Flow Chart and Scoring Form
A flow chart was devised to help distinguish the four classes of DN (Figure 2). Supplemental Figure 1 shows the scoring form we recommend for classifying glomeruli in DN and for scoring of extraglomerular lesions or other features.
We developed a classification scheme for DN consisting of four progressive classes supported by international consensus. The classification is based on glomerular lesions, with a separate evaluation for interstitial and vascular lesions. We chose a classification scheme based on glomerular lesions because these are relatively easy to recognize with good interobserver agreement as shown by our pilot data and because glomerular lesions best reflect the natural course of progressive DN.49 Of course, glomerular and interstitial lesions contribute to the decline in renal function in DN and may be independent factors in the progression of DN13; however, many studies also show that severity of chronic interstitial and glomerular lesions closely associate.12,18,19,56
Although in some clinical practices there is a policy to only perform a renal biopsy to exclude causes of renal disease characterized by proteinuria other than DN, there is increasing demand to classify the severity of disease in those patients with pure DN. Our classification system for histopathologic lesions in DN can be used for patients with type 1 and type 2 diabetes, because it is now generally recognized that substantial overlap exists between these two types with respect to histologic lesions and renal complications.12,13 Various studies also report different proportions of nondiabetic nephropathies in patients with diabetes and proteinuria.7,57 The classification system proposed here is only for DN, but it can also serve to classify DN when it is complicated by another superimposed disease.

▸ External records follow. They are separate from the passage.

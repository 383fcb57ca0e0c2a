//! Ledger material needed to verify threshold signatures.

use serde::{Deserialize, Serialize};

use crate::{LedgerIdPublication, NodeContribution};

/// The ledger id (threshold public key) plus the address book it was built from.
#[derive(Clone, Debug, Default, PartialEq, Eq, Serialize, Deserialize)]
pub struct Ledger {
    pub ledger_id: Vec<u8>,
    pub history_proof_verification_key: Vec<u8>,
    pub node_contributions: Vec<NodeContribution>,
    /// Consensus time of the publication, nanos.
    pub consensus_timestamp: i64,
}

impl Ledger {
    pub fn from_publication(publication: &LedgerIdPublication, consensus_timestamp: i64) -> Self {
        Self {
            ledger_id: publication.ledger_id.clone(),
            history_proof_verification_key: publication.history_proof_verification_key.clone(),
            node_contributions: publication.node_contributions.clone(),
            consensus_timestamp,
        }
    }

    pub fn total_weight(&self) -> u64 {
        self.node_contributions
            .iter()
            .fold(0u64, |acc, c| acc.saturating_add(c.weight))
    }
}
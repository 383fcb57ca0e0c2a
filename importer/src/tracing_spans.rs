//! Span constructors shared by the sources and the verifier.

use tracing::{info_span, Span};

/// One `get()` of a source.
pub fn get_block_span(source: &str, block_number: u64) -> Span {
    info_span!("get_block", source = %source, block = block_number)
}

/// Verification of a single block.
pub fn verify_block_span(block_number: u64) -> Span {
    info_span!("verify_block", block = block_number)
}

/// A latency measurement against a candidate node.
pub fn probe_span(node: &str, block_number: u64) -> Span {
    info_span!("latency_probe", node = %node, block = block_number)
}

Little is known about the pathogenesis of lesions developing in DN, but it is suggested that if we could unravel the various pathways ultimately leading to glomerulosclerosis in DN, this could open up new possibilities for intervention to prevent or forestall nephropathy.43 Most likely, intra- and extraglomerular cells are involved in the progressive accumulation of extracellular matrix proteins in DN. We suggest that progression evolves from GBM thickening to mesangial expansion, Kimmelstiel–Wilson lesions, and global glomerulosclerosis, respectively, which is reflected in the four classes of our classification system. Using our system to evaluate protocol biopsies of patients with DN may further unravel the complex pathways of DN.
An important question for every histologic classification system is whether it is predictive of clinical outcome. As in other proposals for classifying renal disease (e.g., for lupus nephritis2 and focal segmental glomerulosclerosis3), we chose not to assess clinical outcome as part of this proposal. We feel validation should be done in separate prospective studies, preferably including protocol biopsies of patients with type 1 and type 2 diabetes and clearly defined clinical end points.